Flat Earths and Fake Footnotes: Reconsidering the History of Science and Christianity (Part Three)
This reliance on the typical historiographical caricatures has, as we stated, begun to change. To
stick with the same historical environment of the Huxley-Wilberforce debate,
Aileen Fyfe in her fascinating recent study Science
and Salvation, has painted a much different picture of Evangelicals and
their relationship to science. By no
longer focusing on major figures, but on Christian pamphlet and popular science
publishing for the masses, she demonstrates just how interested in science
evangelicals were. “It was probable that
most of these evangelicals [covered in her book] did not spend a lot of time
worrying about the relationship between ‘science and religion,’ but just got on with writing about the sciences
[from an evangelical perspective].”[1] Her conclusion is that leading evangelicals
and laymen in the mid-nineteenth century were not so much worried about
scientific conclusions, but rather the “distorting manner” in which these
discoveries were presented as evidence for atheism.[2] The evidence of these widely circulated
pamphlets and books by the Royal Tract Society indicates that the supposed
antagonism of nineteenth-century evangelicals to science grossly distorts the
reality. Rather, a significant portion
of the most widely read science books in the post-Darwinian era presented the
sciences—even the variety of evolutionary theories, Darwinian, Lamarckian, or
otherwise—in an altogether different light than that of the secularizing young
guard like Huxley and John Tyndall.
Thus
Fyfe, through her historical work, attempts to write a “people’s history,” of
science and religion, as it were, which moves the focus from examining the
topic as the interaction of ideal types floating on the open plains in the
heads of geniuses, to one in which attitudes can be discerned from “practical
activities, like writing and publishing.” Fyfe’s work represents a broad
category of historiographical re-thinking that is not only deconstructing the Warfare
thesis, but refuses some of its most cherished terms by taking broader, or
unusual angles, to discern details hitherto hidden by preconceptions regarding
both content and method. Another example
of this would be the work of Sujit Sivasundaram. If Fyfe shifted the camera-focus to popular
works of science and their reception, Sivasundaram broadens the frame to a more
global scale, and argues that evangelical missionary work—in particular his
case study is that of the London Missionary Society—demonstrates not only that
evangelicals had an immensely positive (albeit diverse) relationship to the
sciences, they saw this as key to their missionary efforts:
[My
work] is a concerted attempt to examine the emergence of science and religion
and their interdependences outside the West.

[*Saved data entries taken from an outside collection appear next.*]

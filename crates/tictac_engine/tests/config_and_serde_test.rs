//! Tests for config loading and the stored board shape.

use std::io::Write;

use tictac_engine::{Board, Cell, EngineConfig, Game, StrategyKind, Symbol};

#[test]
fn test_config_from_file() {
    let mut file = tempfile::NamedTempFile::new().expect("temp file");
    writeln!(
        file,
        r#"
default_size = 4
max_size = 8
bot_handle = "house"
bot_strategy = "first-available"
seed = 7
"#
    )
    .expect("write config");

    let config = EngineConfig::from_file(file.path()).expect("load config");

    assert_eq!(*config.default_size(), 4);
    assert_eq!(*config.min_size(), 1);
    assert_eq!(*config.max_size(), 8);
    assert_eq!(config.bot_handle(), "house");
    assert_eq!(*config.bot_strategy(), StrategyKind::FirstAvailable);
    assert_eq!(*config.seed(), Some(7));
}

#[test]
fn test_config_missing_file_fails() {
    let dir = tempfile::tempdir().expect("temp dir");
    let err = EngineConfig::from_file(dir.path().join("absent.toml")).expect_err("no file");
    assert!(err.message.contains("Failed to read"));
}

#[test]
fn test_config_rejects_blank_bot_handle() {
    let err = EngineConfig::from_toml("bot_handle = \"  \"").expect_err("blank handle");
    assert_eq!(err.field, Some("bot_handle"));
}

#[test]
fn test_board_serializes_as_rows_of_strings() {
    let board: Board = serde_json::from_str(r#"[["","X",""],["","O",""],["","",""]]"#)
        .expect("square board");

    assert_eq!(board.size(), 3);
    assert_eq!(board.rows()[0][1], Cell::Occupied(Symbol::X));
    assert_eq!(board.rows()[1][1], Cell::Occupied(Symbol::O));
    assert_eq!(
        serde_json::to_string(&board).expect("serialize"),
        r#"[["","X",""],["","O",""],["","",""]]"#
    );
    assert_eq!(board.display(), ".|X|.\n-+-+-\n.|O|.\n-+-+-\n.|.|.");
}

#[test]
fn test_board_rejects_bad_shapes() {
    assert!(serde_json::from_str::<Board>(r#"[["",""],[""]]"#).is_err());
    assert!(serde_json::from_str::<Board>(r#"[["","",""]]"#).is_err());
    assert!(serde_json::from_str::<Board>(r#"[["Z"]]"#).is_err());
}

#[test]
fn test_game_status_stored_in_snake_case() {
    let json = r#"{
        "id": 9,
        "players": [1, 2],
        "multiplayer": true,
        "board": [["X",""],["","O"]],
        "status": "in_progress",
        "winner": null,
        "created_at": "2024-01-01T00:00:00Z"
    }"#;
    let game: Game = serde_json::from_str(json).expect("deserialize game");
    assert_eq!(game.size(), 2);
    assert_eq!(game.status().to_string(), "in_progress");

    let value = serde_json::to_value(&game).expect("serialize game");
    assert_eq!(value["status"], "in_progress");
    assert_eq!(value["board"][0][0], "X");
}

In doing this [I] attempt to stretch the burgeoning historiography of
science and religion outside its traditional focus on Europe and America. Its is my claim that the missionaries who
followed in the wake of [Captain] Cook saw themselves as practitioners of
science, while their knowledge [taken from their exotic locales] was avidly
consumed by a religious populace [back in London]. … I will present these
natural historical practices—both private and public—as a form of knowledge
that eludes categorization as science, religion, or colonialism. … Our modern
classifications were still undefined, and so science was indistinguishable from
religion or empire.[3]
This of course comes with its own set of
problems—regarding how the missionaries treated and classified indigenous
people, for instance, or how their idea of the “universality” of Christianity
looked, unsurprisingly, very much like a Victorian Gentleman. Yet the point of all this—our essay
included—is not to present a hagiography for Christians who never did anything
wrong. It is rather to present them in
their humanness and complexity, attempting as best we can to avoid caricature
and understand the messiness of the human endeavor of understanding the world
we find ourselves in. Science served a
variety of purposes for the missionaries.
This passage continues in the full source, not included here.